Choć niezwykle dochodowy, odwrotną stroną tego nienasyconego przemysłu jest masowe wylesianie. To pozostawia całe regiony udaremnione przez zanieczyszczenie, jednocześnie zagrażając otaczającej różnorodności biologicznej i rdzennym mieszkańcom.
Jest więc rzeczą oczywistą, że potrzebne są zrównoważone i komercyjnie wykonalne alternatywy, jeśli mamy kiedykolwiek systematycznie zmniejszać globalny popyt na drewno. Nadchodzą dobre wieści.
Szeregowy przedsiębiorca Josh Dorfman, we współpracy z dwoma byłymi inżynierami Space X, opracował rozwiązanie, które nie tylko całkowicie eliminuje użycie drewna, ale także aktywnie pochłania dwutlenek węgla. Wygraj, wygraj.
W czasie pandemii świadomy ekologicznie wynalazca postanowił uruchomić start-up o nazwie posadzone mając na uwadze jeden cel: opracować i sprzedać odpowiednik konstrukcyjny paneli drewnianych zbudowanych z szybko rosnących gatunków traw.
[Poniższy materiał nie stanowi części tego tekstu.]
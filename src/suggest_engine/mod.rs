//! Suggest Engine — heads-up NLHE teaching action recommendations.
//!
//! ## Module overview
//!
//! | Module        | Purpose |
//! |----------------|---------|
//! | `models`       | Shared enums and value types: streets, actions, the legal-action window, discretizations |
//! | `cards`        | Card/rank/suit parsing |
//! | `combo`        | 169-grid starting-hand combo labels |
//! | `handeval`     | Preflop hand-strength grade, flop 6-bucket classification, draw detection |
//! | `texture`      | Board texture, SPR bucketing, position, range/nut-advantage heuristics |
//! | `sizing`       | `size_tag` → chip amount translation (bet and raise-to semantics) |
//! | `codes`        | The closed rationale-code enumeration and its default messages |
//! | `config`       | Config Loader & Table Cache: versioned JSON tables, `PolicyConfig`, `Modes` |
//! | `observation`  | Game-state snapshot → frozen `Observation` |
//! | `rollout`      | `stable_roll` — deterministic hash-based v1 rollout |
//! | `suggestion`   | `Suggestion`/`Meta`/response-shape types |
//! | `policy`       | The four policy functions (preflop v0/v1, flop v0.3/v1) + registry |
//! | `service`      | `build_suggestion` — the orchestrating entry point |
//! | `error`        | `SuggestError` — the three propagated error kinds |

pub mod cards;
pub mod codes;
pub mod combo;
pub mod config;
pub mod error;
pub mod handeval;
pub mod models;
pub mod observation;
pub mod policy;
pub mod rollout;
pub mod service;
pub mod sizing;
pub mod suggestion;
pub mod texture;

pub use codes::{rationale, RationaleCode, RationaleItem};
pub use config::{ConfigRoot, Modes, PolicyConfig};
pub use error::SuggestError;
pub use models::{
    ActionKind, BoardTexture, FacingSizeTag, FlopHandClass, LegalAction, PolicyVersion, PotType,
    PreflopHandClass, Role, SizeBucket, SizeTag, SprBucket, Strategy, Street, TableMode,
};
pub use observation::{ActionEvent, GameState, Observation, PlayerView};
pub use service::build_suggestion;
pub use suggestion::Suggestion;
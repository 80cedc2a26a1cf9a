//! Hand-strength classification: the preflop 5-tier grade (used by the v0
//! baseline and the flop-bucket fallback), coarse preflop tags, draw
//! detection, and the flop 6-bucket teaching classification
//! (`Observation.hand_class` on the flop). Reuses the same flush/straight
//! detection primitives as board-texture classification, generalized from
//! "board only" to "hero's made hand on this board".

use super::cards::{Card, Suit};
use super::models::{FlopHandClass, PreflopHandClass};

/// 5-tier preflop hand-strength grade (Premium/Strong/Playable/Marginal/Trash)
/// — used by the v0 baseline policies and as the flop fallback's "was hero
/// ever a raiser-range hand".
pub fn classify_hand(hand: [Card; 2]) -> PreflopHandClass {
    let (r1, r2) = {
        let mut ranks = [hand[0].rank.0, hand[1].rank.0];
        ranks.sort_unstable_by(|a, b| b.cmp(a));
        (ranks[0], ranks[1])
    };
    let suited = hand[0].suit == hand[1].suit;
    let pair = r1 == r2;

    if pair {
        return match r1 {
            14 | 13 | 12 => PreflopHandClass::Premium,
            11 | 10 => PreflopHandClass::Strong,
            7..=9 => PreflopHandClass::Playable,
            _ => PreflopHandClass::Marginal,
        };
    }

    match (r1, r2, suited) {
        (14, 13, true) => PreflopHandClass::Premium,
        (14, 13, false) => PreflopHandClass::Strong,
        (14, 12, true) => PreflopHandClass::Strong,
        (14, 12, false) => PreflopHandClass::Strong,
        (14, 11, true) => PreflopHandClass::Playable,
        (14, r, true) if r >= 9 => PreflopHandClass::Playable,
        (13, 12, true) => PreflopHandClass::Playable,
        (13, 12, false) => PreflopHandClass::Marginal,
        (r1, r2, true) if r1 >= 9 && r1 - r2 == 1 => PreflopHandClass::Playable,
        (r1, _, _) if r1 <= 9 => PreflopHandClass::Trash,
        _ => PreflopHandClass::Marginal,
    }
}

/// Coarse preflop tags consumed by the v0 baseline open/call ranges.
pub fn preflop_tags(hand: [Card; 2]) -> Vec<String> {
    let mut tags = Vec::new();
    let (a, b) = (hand[0], hand[1]);
    let suited = a.suit == b.suit;
    let (hi, lo) = if a.rank.0 >= b.rank.0 { (a, b) } else { (b, a) };

    if hi.rank == lo.rank {
        tags.push("pair".to_string());
    }
    if hi.rank.0 == 14 && suited {
        tags.push("Ax_suited".to_string());
    }
    let broadway = |r: u8| r >= 10;
    if suited && broadway(hi.rank.0) && broadway(lo.rank.0) {
        tags.push("suited_broadway".to_string());
    }
    if !suited && hi.rank.0 != lo.rank.0 && broadway(hi.rank.0) && broadway(lo.rank.0) {
        tags.push("broadway_offsuit".to_string());
    }
    if tags.is_empty() {
        tags.push("other".to_string());
    }
    tags
}

fn suit_index(s: Suit) -> usize {
    match s {
        Suit::Clubs => 0,
        Suit::Diamonds => 1,
        Suit::Hearts => 2,
        Suit::Spades => 3,
    }
}

/// True if 2+ board cards share a suit.
pub fn has_flush_draw(board: &[Card]) -> bool {
    let mut counts = [0u8; 4];
    for c in board {
        counts[suit_index(c.suit)] += 1;
        if counts[suit_index(c.suit)] >= 2 {
            return true;
        }
    }
    false
}

/// True if the board has 2+ cards within a tight rank span, indicating
/// open-ender or gutshot potential (the board-only half of `is_connected`).
pub fn has_straight_draw(board: &[Card]) -> bool {
    let mut ranks: Vec<u8> = board.iter().map(|c| c.rank.0).collect();
    ranks.sort_unstable();
    ranks.dedup();
    for w in ranks.windows(2) {
        if w[1] - w[0] == 1 {
            return true;
        }
    }
    if ranks.len() >= 3 {
        for w in ranks.windows(3) {
            if w[2] - w[0] <= 4 {
                return true;
            }
        }
    }
    false
}

/// True if hero holds a card in a suit with 2+ copies on the board.
pub fn hero_has_flush_draw(hand: [Card; 2], board: &[Card]) -> bool {
    let mut counts = [0u8; 4];
    for c in board {
        counts[suit_index(c.suit)] += 1;
    }
    hand.iter().any(|c| counts[suit_index(c.suit)] >= 2)
}

/// True if hero's hole cards participate in the board's straight draw.
pub fn hero_has_straight_draw(hand: [Card; 2], board: &[Card]) -> bool {
    if !has_straight_draw(board) {
        return false;
    }
    let board_ranks: Vec<u8> = board.iter().map(|c| c.rank.0).collect();
    hand.iter().any(|hc| {
        board_ranks.iter().any(|&br| {
            let diff = if hc.rank.0 > br { hc.rank.0 - br } else { br - hc.rank.0 };
            diff <= 3
        })
    })
}

/// Classify hero's made hand + draw potential on the flop into the six
/// teaching buckets. No equity
/// calculator is used — this is a deterministic, coarse classification
/// consistent with §1's "no search/equity" non-goal.
pub fn classify_flop_hand(hand: [Card; 2], board: &[Card]) -> FlopHandClass {
    let board_ranks: Vec<u8> = board.iter().map(|c| c.rank.0).collect();
    let mut sorted_board = board_ranks.clone();
    sorted_board.sort_unstable_by(|a, b| b.cmp(a));
    let top_board = sorted_board.first().copied().unwrap_or(0);
    let second_board = sorted_board.get(1).copied().unwrap_or(0);

    let (hi, lo) = if hand[0].rank.0 >= hand[1].rank.0 {
        (hand[0].rank.0, hand[1].rank.0)
    } else {
        (hand[1].rank.0, hand[0].rank.0)
    };
    let pocket_pair = hi == lo;

    let hole_board_pairs: Vec<u8> = [hi, lo]
        .into_iter()
        .filter(|r| board_ranks.contains(r))
        .collect();

    let is_two_pair_plus = {
        if hole_board_pairs.len() >= 2 {
            true // both hole cards pair the board: two pair or better
        } else if pocket_pair && hi > top_board {
            false // overpair, not two-pair — handled below
        } else if pocket_pair && board_ranks.contains(&hi) {
            true // set
        } else {
            // trips: one hole card pairs a board rank that itself appears
            // twice on the board (rare on a 3-card flop, kept for turn/river).
            hole_board_pairs
                .iter()
                .any(|r| board_ranks.iter().filter(|br| *br == r).count() >= 2)
        }
    };

    if is_two_pair_plus {
        return FlopHandClass::ValueTwoPairPlus;
    }

    let overpair = pocket_pair && hi > top_board;
    let top_pair = hole_board_pairs.contains(&top_board);
    let second_pair = hole_board_pairs.contains(&second_board) && second_board != top_board;
    let strong_kicker = |kicker: u8| kicker >= 11; // Jack or better

    if overpair {
        return FlopHandClass::OverpairOrTopPairStrongKicker;
    }
    if top_pair {
        let kicker = if hi == top_board { lo } else { hi };
        if strong_kicker(kicker) {
            return FlopHandClass::OverpairOrTopPairStrongKicker;
        }
        return FlopHandClass::TopPairWeakOrSecondPair;
    }
    if second_pair {
        return FlopHandClass::TopPairWeakOrSecondPair;
    }
    if !hole_board_pairs.is_empty() || pocket_pair {
        return FlopHandClass::MiddlePairOrThirdMinus;
    }

    if hero_has_flush_draw(hand, board) || hero_has_straight_draw(hand, board) {
        return FlopHandClass::StrongDraw;
    }

    FlopHandClass::WeakDrawOrAir
}
use std::sync::Arc;

use crate::config::AppConfig;
use crate::core::notifications::NotificationChannel;

/// Read-only capabilities constructed once at startup and injected into the
/// pipeline and report builder. No ambient globals.
#[derive(Clone)]
pub struct AppContext {
    pub config: Arc<AppConfig>,
    pub notifier: Option<Arc<dyn NotificationChannel>>,
}

impl AppContext {
    pub fn new(config: AppConfig, notifier: Option<Arc<dyn NotificationChannel>>) -> Self {
        Self {
            config: Arc::new(config),
            notifier,
        }
    }
}
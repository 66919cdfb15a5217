//! Configuration loading for stashd.
//!
//! Configuration is read once at startup from a TOML file, with environment
//! variable overrides (`STASHD_` prefix, `__` as the section separator, e.g.
//! `STASHD_OSS__BUCKET`). A missing or invalid configuration file aborts
//! startup; the daemon never runs with defaulted credentials.

use anyhow::{Context, Result, bail};
use figment::{
    Figment,
    providers::{Env, Format, Toml},
};
use serde::Deserialize;
use std::path::Path;

/// One named directory configured for periodic backup.
///
/// An empty `path` is valid and causes the target to be skipped (not treated
/// as a failure).
#[derive(Debug, Clone, Deserialize)]
pub struct BackupTarget {
    pub name: String,
    #[serde(default)]
    pub path: String,
}

/// Which object-store driver uploads the archives.
#[derive(Debug, Clone, Copy, PartialEq, Eq, Deserialize)]
#[serde(rename_all = "lowercase")]
pub enum StorageDriver {
    Oss,
}

impl Default for StorageDriver {
    fn default() -> Self {
        StorageDriver::Oss
    }
}

/// Aliyun OSS connection settings.
#[derive(Debug, Clone, Deserialize)]
pub struct OssConfig {
    pub endpoint: String,
    pub access_key_id: String,
    pub access_key_secret: String,
    pub bucket: String,
    /// Remote key prefix for uploaded archives.
    pub remote_dir: String,
}

/// DingTalk robot webhook settings. Notifications are sent only when `enable`
/// is set; `secret` switches the webhook to signed requests.
#[derive(Debug, Clone, Default, Deserialize)]
pub struct DingTalkConfig {
    #[serde(default)]
    pub enable: bool,
    #[serde(default)]
    pub access_token: String,
    #[serde(default)]
    pub secret: Option<String>,
}

#[derive(Debug, Clone, Deserialize)]
pub struct AppConfig {
    #[serde(default)]
    pub storage_driver: StorageDriver,
    pub oss: OssConfig,
    #[serde(default)]
    pub backups: Vec<BackupTarget>,
    /// Backup period in whole days, string-encoded as in the config file.
    pub backup_period_days: String,
    #[serde(default)]
    pub dingtalk: DingTalkConfig,
}

impl AppConfig {
    pub fn load(path: &Path) -> Result<Self> {
        let config: AppConfig = Figment::new()
            .merge(Toml::file(path))
            .merge(Env::prefixed("STASHD_").split("__"))
            .extract()
            .with_context(|| format!("failed to load configuration from {}", path.display()))?;

        // Fail fast on a period that would never produce a usable trigger.
        config.period_days()?;

        Ok(config)
    }

    /// The configured backup period parsed to a positive day count.
    pub fn period_days(&self) -> Result<u32> {
        let days: u32 = self
            .backup_period_days
            .trim()
            .parse()
            .with_context(|| format!("invalid backup_period_days '{}'", self.backup_period_days))?;
        if days == 0 {
            bail!("backup_period_days must be at least 1");
        }
        Ok(days)
    }
}

#[cfg(test)]
mod tests {
    use super::*;

    const CONFIG: &str = r#"
        backup_period_days = "7"

        [oss]
        endpoint = "oss-cn-hangzhou.aliyuncs.com"
        access_key_id = "id"
        access_key_secret = "secret"
        bucket = "logs"
        remote_dir = "backups"

        [[backups]]
        name = "app"
        path = "/var/log/app"

        [[backups]]
        name = "spare"
    "#;

    #[test]
    fn loads_full_config() {
        figment::Jail::expect_with(|jail| {
            jail.create_file("config.toml", CONFIG)?;
            let config = AppConfig::load(Path::new("config.toml")).unwrap();

            assert_eq!(config.storage_driver, StorageDriver::Oss);
            assert_eq!(config.oss.bucket, "logs");
            assert_eq!(config.backups.len(), 2);
            assert_eq!(config.backups[0].path, "/var/log/app");
            // Missing path deserializes to empty, which means "skip".
            assert_eq!(config.backups[1].path, "");
            assert_eq!(config.period_days().unwrap(), 7);
            assert!(!config.dingtalk.enable);
            Ok(())
        });
    }

    #[test]
    fn env_overrides_file() {
        figment::Jail::expect_with(|jail| {
            jail.create_file("config.toml", CONFIG)?;
            jail.set_env("STASHD_OSS__BUCKET", "other-bucket");
            jail.set_env("STASHD_BACKUP_PERIOD_DAYS", "3");

            let config = AppConfig::load(Path::new("config.toml")).unwrap();
            assert_eq!(config.oss.bucket, "other-bucket");
            assert_eq!(config.period_days().unwrap(), 3);
            Ok(())
        });
    }

    #[test]
    fn missing_file_is_an_error() {
        figment::Jail::expect_with(|_jail| {
            assert!(AppConfig::load(Path::new("nope.toml")).is_err());
            Ok(())
        });
    }

    #[test]
    fn rejects_unparsable_period() {
        figment::Jail::expect_with(|jail| {
            jail.create_file(
                "config.toml",
                &CONFIG.replace(r#"backup_period_days = "7""#, r#"backup_period_days = "weekly""#),
            )?;
            assert!(AppConfig::load(Path::new("config.toml")).is_err());
            Ok(())
        });
    }

    #[test]
    fn rejects_zero_period() {
        figment::Jail::expect_with(|jail| {
            jail.create_file(
                "config.toml",
                &CONFIG.replace(r#"backup_period_days = "7""#, r#"backup_period_days = "0""#),
            )?;
            assert!(AppConfig::load(Path::new("config.toml")).is_err());
            Ok(())
        });
    }
}
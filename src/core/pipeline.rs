//! The per-run backup pipeline.
//!
//! One run walks the configured targets in order, strictly sequentially:
//! archive the directory, upload the archive, record the outcome. A failing
//! target never aborts the batch; its source path is recorded and the run
//! moves on. Each job's local archive is removed when the job's scope ends,
//! whichever way it ends, so local disk usage is bounded to one archive at
//! a time.

use anyhow::{Context, Result};
use std::path::Path;
use tracing::{error, info};

use super::archiver;
use super::models::{ArchiveJob, RunOutcome};
use super::report;
use super::storage::{self, ObjectStore};
use crate::context::AppContext;

pub struct Pipeline {
    ctx: AppContext,
}

impl Pipeline {
    pub fn new(ctx: AppContext) -> Self {
        Self { ctx }
    }

    /// One full pass: acquire the store, process every target, report.
    ///
    /// Store construction failure is fatal to this run only: it is reported
    /// through the log and the notification channel, no target is attempted,
    /// and the next scheduled run starts from scratch.
    pub async fn run(&self) {
        let store = match storage::create_store(&self.ctx.config) {
            Ok(store) => store,
            Err(err) => {
                let text = format!("backup run aborted: {err}");
                error!("{text}");
                report::notify(&text, self.ctx.notifier.as_ref()).await;
                return;
            }
        };

        let outcome = self.process_targets(store.as_ref()).await;
        report::build_and_send(&outcome, self.ctx.notifier.as_ref()).await;
    }

    /// Processes every configured target against `store` and returns the
    /// aggregated outcome. Targets with an empty path are skipped and never
    /// counted as failures.
    pub async fn process_targets(&self, store: &dyn ObjectStore) -> RunOutcome {
        let config = &self.ctx.config;
        let mut outcome = RunOutcome::new(config.backups.len());

        for target in &config.backups {
            if target.path.is_empty() {
                info!(name = %target.name, "skipping target with no path");
                continue;
            }

            let job = ArchiveJob::new(target);
            if let Err(err) = self.run_job(&job, store).await {
                error!(name = %target.name, "backup failed: {err:#}");
                outcome.record_failure(&target.path);
            }
            // `job` drops here and takes its archive file with it.
        }

        outcome
    }

    async fn run_job(&self, job: &ArchiveJob, store: &dyn ObjectStore) -> Result<()> {
        archiver::archive(Path::new(&job.target.path), job.archive_path())
            .await
            .with_context(|| format!("failed to archive {}", job.target.path))?;

        let key = format!("{}/{}", self.ctx.config.oss.remote_dir, job.archive_name());
        store.put(&key, job.archive_path()).await?;

        info!(name = %job.target.name, key, "backup uploaded");
        Ok(())
    }
}
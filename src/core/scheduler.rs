//! Periodic trigger for the backup pipeline.
//!
//! The configured day count becomes a day-of-month style cron expression
//! (`0 0 */{days} * *`, local time): a run at midnight on every matching day
//! of the month. The daemon runs the pipeline once at startup and then once
//! per fire, sleeping in between; runs cannot overlap because the loop only
//! computes the next fire after the previous run returns.

use anyhow::{Context, Result};
use chrono::{DateTime, Local};
use std::time::Duration;
use tracing::info;

use super::pipeline::Pipeline;
use crate::context::AppContext;

/// A day-count period expressed as a cron day-of-month step.
#[derive(Debug, Clone)]
pub struct Schedule {
    expression: String,
}

impl Schedule {
    pub fn every_days(days: u32) -> Result<Self> {
        let schedule = Self {
            expression: format!("0 0 */{days} * *"),
        };
        // Surface a bad expression at startup, not at the first fire.
        schedule.next_fire(Local::now())?;
        Ok(schedule)
    }

    pub fn expression(&self) -> &str {
        &self.expression
    }

    /// The first fire time strictly after `after`.
    pub fn next_fire(&self, after: DateTime<Local>) -> Result<DateTime<Local>> {
        cron_parser::parse(&self.expression, &after)
            .with_context(|| format!("invalid schedule expression '{}'", self.expression))
    }
}

pub struct Scheduler {
    schedule: Schedule,
    pipeline: Pipeline,
}

impl Scheduler {
    pub fn new(ctx: AppContext) -> Result<Self> {
        let days = ctx.config.period_days()?;
        Ok(Self {
            schedule: Schedule::every_days(days)?,
            pipeline: Pipeline::new(ctx),
        })
    }

    /// Runs the pipeline once immediately, then on every schedule fire.
    /// Loops until the process is terminated externally; there is no
    /// graceful in-process shutdown path.
    pub async fn start(&self) -> Result<()> {
        info!(schedule = %self.schedule.expression(), "backup schedule starting");
        self.pipeline.run().await;

        loop {
            let now = Local::now();
            let next = self.schedule.next_fire(now)?;
            info!(next = %next, "next backup run scheduled");

            let wait = (next - now).to_std().unwrap_or(Duration::ZERO);
            tokio::time::sleep(wait).await;
            self.pipeline.run().await;
        }
    }
}

#[cfg(test)]
mod tests {
    use super::*;
    use chrono::TimeZone;

    fn local(y: i32, mo: u32, d: u32, h: u32, mi: u32) -> DateTime<Local> {
        Local.with_ymd_and_hms(y, mo, d, h, mi, 0).unwrap()
    }

    #[test]
    fn daily_schedule_fires_at_next_midnight() {
        let schedule = Schedule::every_days(1).unwrap();
        let next = schedule.next_fire(local(2026, 8, 8, 14, 30)).unwrap();
        assert_eq!(next, local(2026, 8, 9, 0, 0));
    }

    #[test]
    fn weekly_period_steps_days_of_month() {
        // */7 matches days 1, 8, 15, 22, 29.
        let schedule = Schedule::every_days(7).unwrap();
        let next = schedule.next_fire(local(2026, 8, 8, 0, 30)).unwrap();
        assert_eq!(next, local(2026, 8, 15, 0, 0));
    }

    #[test]
    fn step_wraps_to_the_first_of_the_next_month() {
        let schedule = Schedule::every_days(7).unwrap();
        let next = schedule.next_fire(local(2026, 8, 29, 0, 30)).unwrap();
        assert_eq!(next, local(2026, 9, 1, 0, 0));
    }

    #[test]
    fn fire_is_strictly_after_the_reference_instant() {
        let schedule = Schedule::every_days(1).unwrap();
        let midnight = local(2026, 8, 8, 0, 0);
        let next = schedule.next_fire(midnight).unwrap();
        assert!(next > midnight);
    }
}
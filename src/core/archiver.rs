//! Zip archive construction for backup targets.
//!
//! A target directory is walked recursively and written into a single zip
//! file: directories become zero-length entries (so empty directories survive
//! a round trip), files are deflate-compressed with their contents copied
//! verbatim. Entry names are the paths relative to the source root.

use anyhow::{Context, Result};
use std::fs::{self, File};
use std::io;
use std::path::Path;
use tracing::debug;
use walkdir::WalkDir;
use zip::{CompressionMethod, ZipWriter, write::SimpleFileOptions};

/// Builds a zip archive of `source_dir` at `archive_path`.
///
/// Overwrites any existing file at `archive_path`. The first error while
/// walking the tree or writing an entry aborts construction; a partial
/// archive may remain on disk and removing it is the caller's concern
/// (the owning job's drop guard handles it).
pub async fn archive(source_dir: &Path, archive_path: &Path) -> Result<()> {
    let source_dir = source_dir.to_path_buf();
    let archive_path = archive_path.to_path_buf();

    // The walk and the entry writes are all blocking disk I/O.
    tokio::task::spawn_blocking(move || archive_sync(&source_dir, &archive_path)).await?
}

fn archive_sync(source_dir: &Path, archive_path: &Path) -> Result<()> {
    // Overwrite semantics: a stale archive from a previous run must not be
    // appended to.
    let _ = fs::remove_file(archive_path);

    let file = File::create(archive_path)
        .with_context(|| format!("failed to create archive {}", archive_path.display()))?;
    let mut writer = ZipWriter::new(file);
    let options = SimpleFileOptions::default().compression_method(CompressionMethod::Deflated);

    let mut entries: u64 = 0;
    for entry in WalkDir::new(source_dir).min_depth(1).follow_links(false) {
        let entry = entry
            .with_context(|| format!("failed to walk source tree {}", source_dir.display()))?;
        let relative = entry
            .path()
            .strip_prefix(source_dir)
            .expect("walked entry is under the source root");
        let name = entry_name(relative);

        if entry.file_type().is_dir() {
            writer
                .add_directory(name.as_str(), options)
                .with_context(|| format!("failed to add directory entry {name}"))?;
        } else {
            writer
                .start_file(name.as_str(), options)
                .with_context(|| format!("failed to start archive entry {name}"))?;
            let mut source = File::open(entry.path())
                .with_context(|| format!("failed to open {}", entry.path().display()))?;
            io::copy(&mut source, &mut writer)
                .with_context(|| format!("failed to write archive entry {name}"))?;
        }
        entries += 1;
    }

    writer.finish().context("failed to finalize archive")?;
    debug!(archive = %archive_path.display(), entries, "archive written");
    Ok(())
}

// Zip entry names always use forward slashes, whatever the host separator.
fn entry_name(relative: &Path) -> String {
    relative
        .iter()
        .map(|component| component.to_string_lossy())
        .collect::<Vec<_>>()
        .join("/")
}
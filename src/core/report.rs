//! Run report composition and delivery.
//!
//! One report per pipeline run: a single summary line, plus the failing
//! source paths when there are any. The report always goes to the log;
//! delivery through the notification channel is best-effort.

use std::sync::Arc;
use tracing::{info, warn};

use super::models::RunOutcome;
use super::notifications::NotificationChannel;

/// Composes the human-readable summary for one run.
pub fn build(outcome: &RunOutcome) -> String {
    let mut text = format!(
        "total backed-up directories: {}, failed: {}",
        outcome.total_targets,
        outcome.failed()
    );
    if !outcome.is_clean() {
        text.push('\n');
        text.push_str(&outcome.failed_targets.join("\n"));
    }
    text
}

/// Logs the summary and sends it through the notification channel when one
/// is configured.
pub async fn build_and_send(outcome: &RunOutcome, notifier: Option<&Arc<dyn NotificationChannel>>) {
    let text = build(outcome);
    info!("{text}");
    notify(&text, notifier).await;
}

/// Best-effort delivery: a send failure is logged and swallowed, never
/// retried or propagated.
pub async fn notify(text: &str, notifier: Option<&Arc<dyn NotificationChannel>>) {
    if let Some(channel) = notifier {
        if let Err(err) = channel.send(text).await {
            warn!("failed to deliver notification: {err:#}");
        }
    }
}

#[cfg(test)]
mod tests {
    use super::*;

    #[test]
    fn clean_run_has_no_detail_listing() {
        let outcome = RunOutcome::new(3);
        assert_eq!(build(&outcome), "total backed-up directories: 3, failed: 0");
    }

    #[test]
    fn failures_are_listed_one_per_line() {
        let mut outcome = RunOutcome::new(3);
        outcome.record_failure("/var/db");
        assert_eq!(
            build(&outcome),
            "total backed-up directories: 3, failed: 1\n/var/db"
        );

        outcome.record_failure("/var/log/app");
        assert_eq!(
            build(&outcome),
            "total backed-up directories: 3, failed: 2\n/var/db\n/var/log/app"
        );
    }
}
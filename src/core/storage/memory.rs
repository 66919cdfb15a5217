//! In-memory object store used by tests in place of a real remote.
//!
//! Records every uploaded object and can be told to reject uploads whose key
//! contains a given fragment, to exercise the pipeline's partial-failure
//! handling.

use async_trait::async_trait;
use std::path::Path;
use std::sync::Arc;
use tokio::sync::Mutex;

use super::{ObjectStore, StorageError};

#[derive(Clone, Default)]
pub struct MemoryStore {
    inner: Arc<Mutex<State>>,
}

#[derive(Default)]
struct State {
    objects: Vec<(String, Vec<u8>)>,
    failing_fragments: Vec<String>,
}

impl MemoryStore {
    pub fn new() -> Self {
        Self::default()
    }

    /// Makes every future `put` whose key contains `fragment` fail.
    pub async fn fail_uploads_containing(&self, fragment: &str) {
        let mut state = self.inner.lock().await;
        state.failing_fragments.push(fragment.to_string());
    }

    /// Keys of every stored object, in upload order.
    pub async fn keys(&self) -> Vec<String> {
        let state = self.inner.lock().await;
        state.objects.iter().map(|(key, _)| key.clone()).collect()
    }

    /// The stored bytes for `key`, if an object was uploaded under it.
    pub async fn object(&self, key: &str) -> Option<Vec<u8>> {
        let state = self.inner.lock().await;
        state
            .objects
            .iter()
            .find(|(stored, _)| stored == key)
            .map(|(_, bytes)| bytes.clone())
    }
}

#[async_trait]
impl ObjectStore for MemoryStore {
    async fn put(&self, key: &str, local_path: &Path) -> Result<(), StorageError> {
        {
            let state = self.inner.lock().await;
            if state
                .failing_fragments
                .iter()
                .any(|fragment| key.contains(fragment.as_str()))
            {
                return Err(StorageError::Upload {
                    key: key.to_string(),
                    reason: "simulated upload failure".to_string(),
                });
            }
        }

        let bytes = tokio::fs::read(local_path)
            .await
            .map_err(|err| StorageError::Upload {
                key: key.to_string(),
                reason: format!("failed to read {}: {err}", local_path.display()),
            })?;

        let mut state = self.inner.lock().await;
        state.objects.push((key.to_string(), bytes));
        Ok(())
    }
}
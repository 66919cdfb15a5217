//! Object-store capability for uploading archives.
//!
//! The store is acquired once per pipeline run through [`create_store`];
//! construction failure and per-file upload failure are distinct failure
//! modes and are kept apart in [`StorageError`].

mod memory;
mod oss;

pub use memory::MemoryStore;
pub use oss::OssStore;

use async_trait::async_trait;
use std::path::Path;
use thiserror::Error;

use crate::config::{AppConfig, StorageDriver};

#[derive(Debug, Error)]
pub enum StorageError {
    /// The store client could not be constructed. Fatal to the run that
    /// requested it; no uploads are attempted.
    #[error("failed to construct object store: {0}")]
    Construction(String),

    /// A single upload failed. The run records the failure and continues
    /// with the next target.
    #[error("failed to upload {key}: {reason}")]
    Upload { key: String, reason: String },
}

#[async_trait]
pub trait ObjectStore: Send + Sync {
    /// Uploads the file at `local_path` under the remote `key`.
    async fn put(&self, key: &str, local_path: &Path) -> Result<(), StorageError>;
}

/// Builds the store selected by `storage_driver`.
pub fn create_store(config: &AppConfig) -> Result<Box<dyn ObjectStore>, StorageError> {
    match config.storage_driver {
        StorageDriver::Oss => Ok(Box::new(OssStore::new(&config.oss)?)),
    }
}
Po zebraniu 10 milionów dolarów w rundzie finansowania serii A, rozwijająca się firma twierdzi, że produkuje panele z ujemnym węglem, mocniejsze, lżejsze i bardziej odporne na wilgoć niż drewno.
Kluczowym składnikiem jest wieloletnia trawa, która rośnie od 20 do 30 stóp w ciągu jednego roku i może wchłonąć aż 30 ton węgla w tym czasie.